TOW only covers trees *outside* woodland, so the NFI woodland layer is the
geometric complement of TOW and is optionally unioned in. The two products are
*assumed disjoint*: clipped TOW crown area and clipped NFI woodland area are
summed into the same per-postcode accumulator, so any spatial overlap between a
TOW crown and an NFI parcel (boundary slop where "groups of trees" meet
"woodland") would be double-counted.

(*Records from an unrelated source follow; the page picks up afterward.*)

//! SCRFD face detector via ONNX Runtime.
//!
//! Anchor-free decoding over three strides, followed by NMS. Frames are
//! letterboxed into the square model input and detections are mapped back
//! to frame coordinates.

use crate::types::{BoundingBox, GrayImage};
use ndarray::Array4;
use ort::session::Session;
use ort::value::TensorRef;
use std::path::Path;
use thiserror::Error;

const SCRFD_INPUT_SIZE: usize = 640;
const SCRFD_MEAN: f32 = 127.5;
const SCRFD_STD: f32 = 128.0;
const SCRFD_NMS_THRESHOLD: f32 = 0.4;
const SCRFD_STRIDES: [usize; 3] = [8, 16, 32];
const SCRFD_ANCHORS_PER_CELL: usize = 2;

pub const DEFAULT_CONFIDENCE_THRESHOLD: f32 = 0.5;

#[derive(Error, Debug)]
pub enum DetectorError {
    #[error("model file not found: {0} (download det_10g.onnx from insightface)")]
    ModelNotFound(String),
    #[error("inference failed: {0}")]
    InferenceFailed(String),
    #[error("ort: {0}")]
    Ort(#[from] ort::Error),
}

/// Scale and padding applied when fitting a frame into the model input.
#[derive(Debug, Clone, Copy)]
struct Letterbox {
    scale: f32,
    pad_x: f32,
    pad_y: f32,
}

impl Letterbox {
    fn fit(width: u32, height: u32, target: usize) -> Self {
        let scale = (target as f32 / width as f32).min(target as f32 / height as f32);
        let new_w = (width as f32 * scale).round();
        let new_h = (height as f32 * scale).round();
        Self {
            scale,
            pad_x: ((target as f32 - new_w) / 2.0).floor(),
            pad_y: ((target as f32 - new_h) / 2.0).floor(),
        }
    }

    /// Model-input coordinates to frame coordinates.
    fn to_frame(&self, (x, y): (f32, f32)) -> (f32, f32) {
        ((x - self.pad_x) / self.scale, (y - self.pad_y) / self.scale)
    }

    /// Frame coordinates to model-input coordinates.
    fn to_input(&self, (x, y): (f32, f32)) -> (f32, f32) {
        (x * self.scale + self.pad_x, y * self.scale + self.pad_y)
    }
}

/// Raw output slices for one stride.
struct StrideOutputs<'a> {
    stride: usize,
    scores: &'a [f32],
    bboxes: &'a [f32],
    kps: &'a [f32],
}

/// SCRFD-based face detector.
pub struct FaceDetector {
    session: Session,
    confidence_threshold: f32,
    /// Output indices (score, bbox, kps) per stride, resolved at load time.
    output_map: [(usize, usize, usize); 3],
}

impl FaceDetector {
    /// Load the SCRFD ONNX model from the given path.
    pub fn load(model_path: &Path) -> Result<Self, DetectorError> {
        if !model_path.exists() {
            return Err(DetectorError::ModelNotFound(model_path.display().to_string()));
        }

        let session = Session::builder()?
            .with_intra_threads(2)
            .map_err(ort::Error::from)?
            .commit_from_file(model_path)?;

        let names: Vec<String> = session.outputs().iter().map(|o| o.name().to_string()).collect();
        if names.len() < 9 {
            return Err(DetectorError::InferenceFailed(format!(
                "SCRFD needs 9 outputs (score/bbox/kps per stride), model has {}",
                names.len()
            )));
        }
        let output_map = resolve_outputs(&names);

        tracing::info!(
            path = %model_path.display(),
            outputs = ?names,
            ?output_map,
            "loaded SCRFD model"
        );

        Ok(Self {
            session,
            confidence_threshold: DEFAULT_CONFIDENCE_THRESHOLD,
            output_map,
        })
    }

    pub fn with_confidence_threshold(mut self, threshold: f32) -> Self {
        self.confidence_threshold = threshold;
        self
    }

    /// Detect faces, most confident first.
    pub fn detect(&mut self, image: &GrayImage<'_>) -> Result<Vec<BoundingBox>, DetectorError> {
        if image.width == 0 || image.height == 0 {
            return Ok(Vec::new());
        }
        let letterbox = Letterbox::fit(image.width, image.height, SCRFD_INPUT_SIZE);
        let input = preprocess(image, &letterbox);

        let outputs = self.session.run(ort::inputs![TensorRef::from_array_view(input.view())?])?;

        let mut candidates = Vec::new();
        for (slot, &stride) in SCRFD_STRIDES.iter().enumerate() {
            let (score_idx, bbox_idx, kps_idx) = self.output_map[slot];
            let extract = |idx: usize, what: &str| {
                outputs[idx]
                    .try_extract_tensor::<f32>()
                    .map(|(_, data)| data)
                    .map_err(|e| {
                        DetectorError::InferenceFailed(format!("{what} stride {stride}: {e}"))
                    })
            };
            let level = StrideOutputs {
                stride,
                scores: extract(score_idx, "scores")?,
                bboxes: extract(bbox_idx, "bboxes")?,
                kps: extract(kps_idx, "kps")?,
            };
            candidates.extend(decode(&level, &letterbox, self.confidence_threshold));
        }

        let faces = nms(candidates, SCRFD_NMS_THRESHOLD);
        tracing::trace!(faces = faces.len(), "detection done");
        Ok(faces)
    }
}

/// Letterbox a grayscale frame into a normalized NCHW tensor (gray replicated to 3 channels).
fn preprocess(image: &GrayImage<'_>, letterbox: &Letterbox) -> Array4<f32> {
    let size = SCRFD_INPUT_SIZE;
    let (x_end, y_end) = letterbox.to_input((image.width as f32, image.height as f32));

    let mut tensor = Array4::<f32>::zeros((1, 3, size, size));
    for y in 0..size {
        for x in 0..size {
            let (fx, fy) = (x as f32, y as f32);
            let inside = fx >= letterbox.pad_x && fx < x_end && fy >= letterbox.pad_y && fy < y_end;
            let value = if inside {
                let (sx, sy) = letterbox.to_frame((fx + 0.5, fy + 0.5));
                (image.sample(sx - 0.5, sy - 0.5) - SCRFD_MEAN) / SCRFD_STD
            } else {
                0.0
            };
            for c in 0..3 {
                tensor[[0, c, y, x]] = value;
            }
        }
    }
    tensor
}

/// Map output names like `score_8` / `bbox_16` / `kps_32` to indices.
///
/// Exports with generic tensor names use the standard positional layout:
/// scores 0..3, bboxes 3..6, kps 6..9.
fn resolve_outputs(names: &[String]) -> [(usize, usize, usize); 3] {
    let find = |kind: &str, stride: usize| {
        let wanted = format!("{kind}_{stride}");
        names.iter().position(|n| *n == wanted)
    };

    let mut map = [(0, 3, 6), (1, 4, 7), (2, 5, 8)];
    for (slot, &stride) in SCRFD_STRIDES.iter().enumerate() {
        match (find("score", stride), find("bbox", stride), find("kps", stride)) {
            (Some(s), Some(b), Some(k)) => map[slot] = (s, b, k),
            _ => {
                tracing::debug!(?names, "SCRFD outputs not named, using positional layout");
                return [(0, 3, 6), (1, 4, 7), (2, 5, 8)];
            }
        }
    }
    map
}

/// Decode one stride level into frame-space boxes above `threshold`.
fn decode(level: &StrideOutputs<'_>, letterbox: &Letterbox, threshold: f32) -> Vec<BoundingBox> {
    let grid_w = SCRFD_INPUT_SIZE / level.stride;
    let stride = level.stride as f32;

    level
        .scores
        .iter()
        .enumerate()
        .filter(|&(_, &score)| score > threshold)
        .filter_map(|(idx, &score)| {
            let cell = idx / SCRFD_ANCHORS_PER_CELL;
            let anchor = ((cell % grid_w) as f32 * stride, (cell / grid_w) as f32 * stride);

            let d = level.bboxes.get(idx * 4..idx * 4 + 4)?;
            let (x1, y1) = letterbox.to_frame((anchor.0 - d[0] * stride, anchor.1 - d[1] * stride));
            let (x2, y2) = letterbox.to_frame((anchor.0 + d[2] * stride, anchor.1 + d[3] * stride));

            let landmarks = level.kps.get(idx * 10..idx * 10 + 10).map(|k| {
                std::array::from_fn(|i| {
                    letterbox.to_frame((
                        anchor.0 + k[i * 2] * stride,
                        anchor.1 + k[i * 2 + 1] * stride,
                    ))
                })
            });

            Some(BoundingBox {
                x: x1,
                y: y1,
                width: x2 - x1,
                height: y2 - y1,
                confidence: score,
                landmarks,
            })
        })
        .collect()
}

/// Greedy non-maximum suppression; output is sorted by confidence.
fn nms(mut candidates: Vec<BoundingBox>, iou_threshold: f32) -> Vec<BoundingBox> {
    candidates.sort_by(|a, b| b.confidence.total_cmp(&a.confidence));

    let mut kept: Vec<BoundingBox> = Vec::new();
    for candidate in candidates {
        if kept.iter().all(|k| k.iou(&candidate) <= iou_threshold) {
            kept.push(candidate);
        }
    }
    kept
}

#[cfg(test)]
mod tests {
    use super::*;

    fn make_bbox(x: f32, y: f32, w: f32, h: f32, conf: f32) -> BoundingBox {
        BoundingBox { x, y, width: w, height: h, confidence: conf, landmarks: None }
    }

    #[test]
    fn test_nms_suppresses_overlapping() {
        let result = nms(
            vec![
                make_bbox(5.0, 5.0, 100.0, 100.0, 0.8),
                make_bbox(0.0, 0.0, 100.0, 100.0, 0.9),
                make_bbox(200.0, 200.0, 50.0, 50.0, 0.7),
            ],
            0.4,
        );
        let confidences: Vec<f32> = result.iter().map(|b| b.confidence).collect();
        assert_eq!(confidences, vec![0.9, 0.7]);
    }

    #[test]
    fn test_nms_empty() {
        assert!(nms(vec![], 0.4).is_empty());
    }

    #[test]
    fn test_letterbox_roundtrip() {
        let lb = Letterbox::fit(320, 240, SCRFD_INPUT_SIZE);
        assert!((lb.scale - 2.0).abs() < 1e-6);
        assert_eq!(lb.pad_x, 0.0);
        assert_eq!(lb.pad_y, 80.0);
        let (x, y) = lb.to_frame(lb.to_input((100.0, 50.0)));
        assert!((x - 100.0).abs() < 1e-3 && (y - 50.0).abs() < 1e-3);
    }

    #[test]
    fn test_resolve_outputs_named_shuffled() {
        let names: Vec<String> = [
            "bbox_8", "kps_8", "score_8", "bbox_16", "kps_16", "score_16", "bbox_32", "kps_32",
            "score_32",
        ]
        .iter()
        .map(|s| s.to_string())
        .collect();
        assert_eq!(resolve_outputs(&names), [(2, 0, 1), (5, 3, 4), (8, 6, 7)]);
    }

    #[test]
    fn test_resolve_outputs_positional_fallback() {
        let names: Vec<String> = (0..9).map(|i: usize| (400 + i).to_string()).collect();
        assert_eq!(resolve_outputs(&names), [(0, 3, 6), (1, 4, 7), (2, 5, 8)]);
    }

    #[test]
    fn test_decode_single_anchor() {
        let stride = 32usize;
        let grid_w = SCRFD_INPUT_SIZE / stride;
        let cells = grid_w * grid_w * SCRFD_ANCHORS_PER_CELL;

        // anchor index for cell (x=2, y=3), first anchor in the cell
        let idx = (3 * grid_w + 2) * SCRFD_ANCHORS_PER_CELL;
        let mut scores = vec![0.0f32; cells];
        scores[idx] = 0.9;
        let mut bboxes = vec![0.0f32; cells * 4];
        bboxes[idx * 4..idx * 4 + 4].copy_from_slice(&[1.0, 1.0, 1.0, 1.0]);
        let kps = vec![0.0f32; cells * 10];

        let level = StrideOutputs { stride, scores: &scores, bboxes: &bboxes, kps: &kps };
        let lb = Letterbox { scale: 1.0, pad_x: 0.0, pad_y: 0.0 };
        let faces = decode(&level, &lb, 0.5);

        assert_eq!(faces.len(), 1);
        let face = &faces[0];
        assert_eq!((face.x, face.y, face.width, face.height), (32.0, 64.0, 64.0, 64.0));
        assert_eq!(face.landmarks.unwrap()[0], (64.0, 96.0));
    }

    #[test]
    fn test_preprocess_pads_with_zero() {
        let frame = vec![255u8; 320 * 240];
        let image = GrayImage::new(&frame, 320, 240);
        let lb = Letterbox::fit(320, 240, SCRFD_INPUT_SIZE);
        let tensor = preprocess(&image, &lb);

        assert_eq!(tensor.shape(), &[1, 3, SCRFD_INPUT_SIZE, SCRFD_INPUT_SIZE]);
        // top padding band
        assert_eq!(tensor[[0, 0, 10, 320]], 0.0);
        // image interior
        let expected = (255.0 - SCRFD_MEAN) / SCRFD_STD;
        assert!((tensor[[0, 1, 320, 320]] - expected).abs() < 1e-4);
    }
}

The final density is capped at 100% and
_finalize_metrics logs how many postcodes exceed 100% raw coverage, which is a
direct symptom of such overlap (or of overlapping crowns within one buffer); if
that count is material the products are not disjoint and the NFI clip should be
taken against the complement of TOW.
"""

from __future__ import annotations

import argparse
import math
import shutil
import zipfile
from pathlib import Path

import numpy as np
import polars as pl
import pyogrio
import shapely


TOW_GDB_NAME = "FR_TOW_V1_ALL.gdb"
POSTCODE_DENSITY_COL = "Tree canopy density within {radius}m (%)"
POSTCODE_DENSITY_PERCENTILE_COL = "Tree canopy density percentile within {radius}m"
POSTCODE_AREA_COL = "Tree canopy area within {radius}m (sqm)"
POSTCODE_HEIGHT_COL = "Mean TOW height within {radius}m (m)"

# National Forest Inventory (NFI) woodland — the geometric complement of TOW.
# NFI ships as a zipped shapefile of woodland parcels (>=0.5 ha) in EPSG:27700.
# Field names are from the NFI Woodland England 2022 release; re-check on bumps.
NFI_CATEGORY_COL = "CATEGORY"
NFI_WOODLAND_VALUE = "Woodland"
NFI_TYPE_COL = "IFT_IOA"
NFI_AREA_HA_COL = "Area_ha"


def _safe_extract_zip(zip_path: Path, extract_dir: Path, force: bool) -> Path:
    """Extract the TOW zip and return the extracted .gdb path."""
    gdb_path = extract_dir / TOW_GDB_NAME
    if gdb_path.exists() and not force:
        print(f"Using existing extracted geodatabase: {gdb_path}")
        return gdb_path

    if force and extract_dir.exists():
        shutil.rmtree(extract_dir)
    elif extract_dir.exists():
        print(f"Removing incomplete extraction directory: {extract_dir}")
        shutil.rmtree(extract_dir)

    tmp_dir = extract_dir.with_name(f".{extract_dir.name}.tmp")
    if tmp_dir.exists():
        shutil.rmtree(tmp_dir)
    tmp_dir.mkdir(parents=True)

    root = tmp_dir.resolve()
    print(f"Extracting {zip_path} to {extract_dir}...")
    with zipfile.ZipFile(zip_path) as archive:
        for member in archive.infolist():
            target = (tmp_dir / member.filename).resolve()
            if root != target and root not in target.parents:
                raise ValueError(f"Unsafe path in zip archive: {member.filename}")

            if member.is_dir():
                target.mkdir(parents=True, exist_ok=True)
                continue

            target.parent.mkdir(parents=True, exist_ok=True)
            with archive.open(member) as source, target.open("wb") as dest:
                shutil.copyfileobj(source, dest, length=1024 * 1024)

    if not (tmp_dir / TOW_GDB_NAME).exists():
        raise FileNotFoundError(f"{TOW_GDB_NAME} was not found inside {zip_path}")

    tmp_dir.rename(extract_dir)
    print(f"Extracted geodatabase: {gdb_path}")
    return gdb_path


def _tow_dataset_path(
    zip_path: Path, extract_dir: Path, force_extract: bool, use_vsizip: bool
) -> str:
    if use_vsizip:
        return f"/vsizip/{zip_path.resolve()}/{TOW_GDB_NAME}"
    return str(_safe_extract_zip(zip_path, extract_dir, force_extract))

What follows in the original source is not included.